Write out exactly the lines of the entries below, from the first through the line containing "Outcome::Done(Some((first, last))) =>", and nothing beyond them.

+ + +

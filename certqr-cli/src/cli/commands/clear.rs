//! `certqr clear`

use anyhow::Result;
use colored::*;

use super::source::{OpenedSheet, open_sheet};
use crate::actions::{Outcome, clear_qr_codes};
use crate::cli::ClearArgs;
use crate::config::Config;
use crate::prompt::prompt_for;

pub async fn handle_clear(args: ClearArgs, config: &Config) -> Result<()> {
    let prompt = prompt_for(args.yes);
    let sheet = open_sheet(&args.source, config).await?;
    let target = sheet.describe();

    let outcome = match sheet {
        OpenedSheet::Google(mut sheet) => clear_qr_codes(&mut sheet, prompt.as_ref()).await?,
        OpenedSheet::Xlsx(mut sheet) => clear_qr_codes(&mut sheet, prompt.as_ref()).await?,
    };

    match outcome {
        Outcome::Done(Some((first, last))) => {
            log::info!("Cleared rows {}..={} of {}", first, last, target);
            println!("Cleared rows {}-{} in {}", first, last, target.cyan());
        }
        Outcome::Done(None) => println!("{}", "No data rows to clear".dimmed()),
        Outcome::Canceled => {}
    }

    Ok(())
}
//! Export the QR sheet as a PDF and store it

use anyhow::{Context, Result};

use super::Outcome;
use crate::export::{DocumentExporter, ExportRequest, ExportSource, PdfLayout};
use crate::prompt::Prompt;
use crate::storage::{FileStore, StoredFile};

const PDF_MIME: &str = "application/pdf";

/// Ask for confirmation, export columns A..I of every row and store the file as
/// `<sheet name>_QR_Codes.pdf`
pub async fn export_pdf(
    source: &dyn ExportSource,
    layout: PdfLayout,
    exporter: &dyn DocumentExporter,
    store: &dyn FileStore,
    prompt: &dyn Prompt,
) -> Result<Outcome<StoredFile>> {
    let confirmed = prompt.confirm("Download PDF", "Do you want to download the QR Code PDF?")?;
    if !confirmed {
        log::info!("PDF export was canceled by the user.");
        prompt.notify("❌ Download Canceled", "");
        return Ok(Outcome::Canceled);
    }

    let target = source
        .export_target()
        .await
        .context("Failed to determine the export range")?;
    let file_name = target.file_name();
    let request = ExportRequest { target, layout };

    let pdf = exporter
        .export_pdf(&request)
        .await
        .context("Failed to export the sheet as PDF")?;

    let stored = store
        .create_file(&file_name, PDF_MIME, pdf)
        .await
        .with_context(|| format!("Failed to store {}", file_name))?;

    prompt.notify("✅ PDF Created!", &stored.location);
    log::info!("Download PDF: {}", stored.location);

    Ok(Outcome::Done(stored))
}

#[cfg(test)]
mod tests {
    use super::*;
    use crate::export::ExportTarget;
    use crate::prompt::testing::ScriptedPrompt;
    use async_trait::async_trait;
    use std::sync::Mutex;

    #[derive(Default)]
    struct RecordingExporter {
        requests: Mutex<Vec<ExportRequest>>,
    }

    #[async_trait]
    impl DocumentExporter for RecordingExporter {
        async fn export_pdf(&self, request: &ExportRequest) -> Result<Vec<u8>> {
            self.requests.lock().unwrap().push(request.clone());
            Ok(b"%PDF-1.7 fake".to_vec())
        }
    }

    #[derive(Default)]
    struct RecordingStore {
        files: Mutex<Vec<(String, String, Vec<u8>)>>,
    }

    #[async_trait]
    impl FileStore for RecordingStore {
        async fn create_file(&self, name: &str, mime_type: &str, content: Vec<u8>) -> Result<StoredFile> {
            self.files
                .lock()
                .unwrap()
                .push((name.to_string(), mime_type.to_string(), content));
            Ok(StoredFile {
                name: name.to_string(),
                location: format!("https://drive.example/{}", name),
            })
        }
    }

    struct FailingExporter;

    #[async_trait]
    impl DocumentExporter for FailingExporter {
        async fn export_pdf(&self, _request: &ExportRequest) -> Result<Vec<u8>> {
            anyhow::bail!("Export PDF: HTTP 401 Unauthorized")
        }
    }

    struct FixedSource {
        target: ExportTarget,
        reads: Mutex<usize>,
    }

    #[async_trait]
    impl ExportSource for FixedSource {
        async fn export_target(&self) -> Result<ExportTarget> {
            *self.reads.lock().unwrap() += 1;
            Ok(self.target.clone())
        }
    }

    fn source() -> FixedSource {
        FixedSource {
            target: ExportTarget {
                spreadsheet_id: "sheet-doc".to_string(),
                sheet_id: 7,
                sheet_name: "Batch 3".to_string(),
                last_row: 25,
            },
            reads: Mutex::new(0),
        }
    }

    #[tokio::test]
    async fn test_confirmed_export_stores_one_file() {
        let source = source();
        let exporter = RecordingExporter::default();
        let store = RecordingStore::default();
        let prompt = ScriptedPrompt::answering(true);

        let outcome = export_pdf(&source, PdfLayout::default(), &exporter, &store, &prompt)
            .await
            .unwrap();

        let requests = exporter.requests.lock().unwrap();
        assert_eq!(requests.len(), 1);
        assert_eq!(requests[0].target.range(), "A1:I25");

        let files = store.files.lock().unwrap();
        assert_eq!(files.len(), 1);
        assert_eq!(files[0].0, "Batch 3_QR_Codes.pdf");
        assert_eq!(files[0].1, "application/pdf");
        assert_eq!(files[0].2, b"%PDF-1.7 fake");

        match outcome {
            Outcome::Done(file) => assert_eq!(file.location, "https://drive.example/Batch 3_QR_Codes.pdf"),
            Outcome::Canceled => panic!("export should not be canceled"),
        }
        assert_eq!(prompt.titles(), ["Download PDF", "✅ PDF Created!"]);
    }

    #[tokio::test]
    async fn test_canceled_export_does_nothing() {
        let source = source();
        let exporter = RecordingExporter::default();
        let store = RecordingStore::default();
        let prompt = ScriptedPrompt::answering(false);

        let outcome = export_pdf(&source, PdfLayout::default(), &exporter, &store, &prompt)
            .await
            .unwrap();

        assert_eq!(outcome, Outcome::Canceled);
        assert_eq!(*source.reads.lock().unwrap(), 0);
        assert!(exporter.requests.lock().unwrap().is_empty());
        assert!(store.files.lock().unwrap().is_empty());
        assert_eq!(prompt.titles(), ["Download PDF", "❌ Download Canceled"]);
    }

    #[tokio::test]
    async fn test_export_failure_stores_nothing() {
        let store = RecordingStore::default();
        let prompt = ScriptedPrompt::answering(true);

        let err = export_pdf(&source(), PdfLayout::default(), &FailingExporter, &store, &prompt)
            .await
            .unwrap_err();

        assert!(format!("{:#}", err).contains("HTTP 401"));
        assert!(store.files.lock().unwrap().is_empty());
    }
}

+ + +

* [Task answer]
filename certqr-cli/src/cli/commands/clear.rs
//! `certqr clear`

use anyhow::Result;
use colored::*;

use super::source::{OpenedSheet, open_sheet};
use crate::actions::{Outcome, clear_qr_codes};
use crate::cli::ClearArgs;
use crate::config::Config;
use crate::prompt::prompt_for;

pub async fn handle_clear(args: ClearArgs, config: &Config) -> Result<()> {
    let prompt = prompt_for(args.yes);
    let sheet = open_sheet(&args.source, config).await?;
    let target = sheet.describe();

    let outcome = match sheet {
        OpenedSheet::Google(mut sheet) => clear_qr_codes(&mut sheet, prompt.as_ref()).await?,
        OpenedSheet::Xlsx(mut sheet) => clear_qr_codes(&mut sheet, prompt.as_ref()).await?,
    };

    match outcome {
        Outcome::Done(Some((first, last))) => {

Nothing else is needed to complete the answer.